Chyba w każdej rodzinie są tacy członkowie familii, których widujemy tylko i wyłącznie na większych uroczystościach rodzinnych typu: chrzty, śluby, I komunie św. i pogrzeby. Warto w tym miejscu zwrócić uwagę na to, że wszystkie te uroczystości rodzinne związane są z kościołem – z wiarą w Pana Boga i z życiem rodziny skupionym wobec sakramentów i  sakramentaliów.

Tak też jest i w mojej rodzinie. Ostatnio nadszedł ten moment, że Ci, którzy są w rodzinie gdzieś daleko nagle przez uroczystości rodzinne stają się bliżsi, bo zapraszają nas na przykład na… ślub.
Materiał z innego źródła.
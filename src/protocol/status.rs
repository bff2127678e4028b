// Worker lifecycle status, as seen by the brain and by the worker itself.

use serde::{Deserialize, Serialize};
use std::fmt;
use std::str::FromStr;

/// Status of a worker record.
///
/// Transitions are monotone along
/// `create → initial → hshake_1 → ready ⇄ config → running`,
/// and any state may fall to `down`. The handlers guard every transition;
/// a message that arrives in the wrong state is logged and ignored.
#[derive(Debug, Clone, Copy, PartialEq, Eq, Serialize, Deserialize)]
pub enum WorkerStatus {
    /// Worker requested from the resource manager, nothing exists yet.
    #[serde(rename = "create")]
    Create,
    /// Worker record created, waiting for the worker's `hshake-1`.
    #[serde(rename = "initial")]
    Initial,
    /// Handshake step 1 received, `hshake-2` sent.
    #[serde(rename = "hshake_1")]
    Hshake1,
    /// Configuration dispatched, waiting for `config_ok`.
    #[serde(rename = "config")]
    Config,
    /// Handshake complete, no pipeline assigned.
    #[serde(rename = "ready")]
    Ready,
    /// Pipeline running.
    #[serde(rename = "running")]
    Running,
    /// Liveness sweep gave up on the worker. Terminal.
    #[serde(rename = "down")]
    Down,
}

impl WorkerStatus {
    /// The wire string stored under `{typename}:worker:{id}:status`.
    pub fn as_str(&self) -> &'static str {
        match self {
            WorkerStatus::Create => "create",
            WorkerStatus::Initial => "initial",
            WorkerStatus::Hshake1 => "hshake_1",
            WorkerStatus::Config => "config",
            WorkerStatus::Ready => "ready",
            WorkerStatus::Running => "running",
            WorkerStatus::Down => "down",
        }
    }

    /// States the liveness sweep watches. Workers in any other state are
    /// either still handshaking or already lost.
    pub fn is_monitored(&self) -> bool {
        matches!(self, WorkerStatus::Ready | WorkerStatus::Running)
    }
}

impl fmt::Display for WorkerStatus {
    fn fmt(&self, f: &mut fmt::Formatter<'_>) -> fmt::Result {
        f.write_str(self.as_str())
    }
}

impl FromStr for WorkerStatus {
    type Err = UnknownStatus;

    fn from_str(s: &str) -> Result<Self, Self::Err> {
        match s {
            "create" => Ok(WorkerStatus::Create),
            "initial" => Ok(WorkerStatus::Initial),
            "hshake_1" => Ok(WorkerStatus::Hshake1),
            "config" => Ok(WorkerStatus::Config),
            "ready" => Ok(WorkerStatus::Ready),
            "running" => Ok(WorkerStatus::Running),
            "down" => Ok(WorkerStatus::Down),
            other => Err(UnknownStatus(other.to_string())),
        }
    }
}

/// A status string in the store that no known worker state maps to.
#[derive(Debug, Clone, PartialEq, Eq, thiserror::Error)]
#[error("unknown worker status: {0:?}")]
pub struct UnknownStatus(pub String);

#[cfg(test)]
mod tests {
    use super::*;

    #[test]
    fn test_status_round_trips_through_wire_string() {
        for status in [
            WorkerStatus::Create,
            WorkerStatus::Initial,
            WorkerStatus::Hshake1,
            WorkerStatus::Config,
            WorkerStatus::Ready,
            WorkerStatus::Running,
            WorkerStatus::Down,
        ] {
            assert_eq!(status.as_str().parse::<WorkerStatus>().unwrap(), status);
        }
    }

    #[test]
    fn test_status_serde_uses_wire_strings() {
        assert_eq!(serde_json::to_string(&WorkerStatus::Hshake1).unwrap(), "\"hshake_1\"");
        let parsed: WorkerStatus = serde_json::from_str("\"running\"").unwrap();
        assert_eq!(parsed, WorkerStatus::Running);
    }

    #[test]
    fn test_unknown_status_is_rejected() {
        assert!("booting".parse::<WorkerStatus>().is_err());
    }

    #[test]
    fn test_only_ready_and_running_are_monitored() {
        assert!(WorkerStatus::Ready.is_monitored());
        assert!(WorkerStatus::Running.is_monitored());
        assert!(!WorkerStatus::Initial.is_monitored());
        assert!(!WorkerStatus::Config.is_monitored());
        assert!(!WorkerStatus::Down.is_monitored());
    }
}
Bardzo chcielibyśmy byś był z nami w tak ważnym dla nas dniu, wraz z nami isę modlił i nam towarzyszył.

Najpierw był telefon kiedy możemy wpaść by cię odwiedzić, a potem wizyta, która dla mnie była „wyzwaniem” bo była spotkaniem z członkiem rodziny, który jest młodszy ode mnie o 7 lat i powinien mi mówić wujo, a widziałem go w życiu może 3 lub 4 razy. Przyszli razem – daleki kuzyn wraz z narzeczoną. Ugościłem ich – jak potrafiłem najlepiej – choć gdzieś z tyłu głowy miałem tysiące myśli o czym będziemy rozmawiać, prawie się nie znamy, będzie mega sztywno i w ogóle. A tu niespodzianka – bardzo dobra niespodzianka. Choć widzieliśmy się 3,4 czy 5 raz w życiu tematów było bardzo, bardzo wiele…. Było to spotkanie, którego się nie spodziewałem – miałem okazję poznać młodych ale i… na kartce papieru ustalić – wraz z dalekim kuzynem kto jest kim i jakie pokrewieństwo mamy.
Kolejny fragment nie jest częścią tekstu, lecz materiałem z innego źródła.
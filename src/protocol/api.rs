// API request/reply shapes.
//
// Requests arrive as `{command, params}` and replies leave as
// `{result: {…}}` or `{error: {code}}`. The command tag selects the variant;
// anything else fails to parse and is dropped by the contract layer.

use serde::{Deserialize, Serialize};
use serde_json::Value;

use super::status::WorkerStatus;

/// An inbound API request, dispatched by its `command` tag.
#[derive(Debug, Clone, PartialEq, Serialize, Deserialize)]
#[serde(tag = "command", content = "params")]
pub enum ApiRequest {
    #[serde(rename = "START_ANALYZER")]
    Start(StartParams),
    #[serde(rename = "STOP_ANALYZER")]
    Stop(AnalyzerRef),
    #[serde(rename = "REQ_ANALYZER_STATUS")]
    Status(AnalyzerRef),
}

impl ApiRequest {
    /// The analyzer the request operates on.
    pub fn analyzer_id(&self) -> &str {
        match self {
            ApiRequest::Start(p) => &p.id,
            ApiRequest::Stop(r) | ApiRequest::Status(r) => &r.id,
        }
    }
}

/// Parameters of `START_ANALYZER`.
#[derive(Debug, Clone, PartialEq, Serialize, Deserialize)]
pub struct StartParams {
    pub id: String,
    /// Selects which brain instance handles the analyzer.
    #[serde(rename = "type")]
    pub analyzer_type: String,
    pub source: SourceSpec,
    pub pipelines: Vec<PipelineSpec>,
}

/// Parameters of `STOP_ANALYZER` and `REQ_ANALYZER_STATUS`.
#[derive(Debug, Clone, PartialEq, Serialize, Deserialize)]
pub struct AnalyzerRef {
    pub id: String,
}

/// The video source. Opaque to the control plane beyond the url; extra
/// fields ride along untouched for the pipeline's benefit.
#[derive(Debug, Clone, PartialEq, Serialize, Deserialize)]
pub struct SourceSpec {
    pub url: String,
    #[serde(flatten)]
    pub extra: serde_json::Map<String, Value>,
}

/// One enabled pipeline with its parameters.
#[derive(Debug, Clone, PartialEq, Serialize, Deserialize)]
pub struct PipelineSpec {
    pub name: String,
    #[serde(default, skip_serializing_if = "Option::is_none")]
    pub params: Option<Value>,
}

/// Reply codes, a closed set.
#[derive(Debug, Clone, Copy, PartialEq, Eq, Serialize, Deserialize)]
pub enum ReplyCode {
    #[serde(rename = "REPLY_ANALYZER_STATUS")]
    ReplyAnalyzerStatus,
    #[serde(rename = "NOT_AVAILABLE")]
    NotAvailable,
    #[serde(rename = "NOT_FOUND")]
    NotFound,
    #[serde(rename = "NO_OP")]
    NoOp,
}

/// An outbound API reply. Serializes externally tagged, which is exactly
/// the `{"result": …}` / `{"error": …}` envelope the gateway expects.
#[derive(Debug, Clone, PartialEq, Serialize, Deserialize)]
pub enum ApiReply {
    #[serde(rename = "result")]
    Result(StatusReply),
    #[serde(rename = "error")]
    Error(ErrorReply),
}

/// Body of a successful status reply.
#[derive(Debug, Clone, PartialEq, Serialize, Deserialize)]
pub struct StatusReply {
    pub code: ReplyCode,
    #[serde(rename = "type")]
    pub analyzer_type: String,
    pub status: WorkerStatus,
    #[serde(default, skip_serializing_if = "Option::is_none")]
    pub pipelines: Option<Vec<PipelineSpec>>,
}

/// Body of an error reply.
#[derive(Debug, Clone, PartialEq, Serialize, Deserialize)]
pub struct ErrorReply {
    pub code: ReplyCode,
}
Mówi się, że jak się przychodzi prosić na wesele, to się wchodzi pije herbatę/kawę i wychodzi. Tym razem było inaczej blisko 3 godziny rozmowy, która miała tysiące wątków – rodzinnych, religijnych, narzeczeńskich i ślubnych. To było bardzo dobre spotkanie, które mnie bardzo zbudowało ale i odkryło, to co przez lata było zakryte. Są więzi rodzinne, które można, a czasem należy odkryć.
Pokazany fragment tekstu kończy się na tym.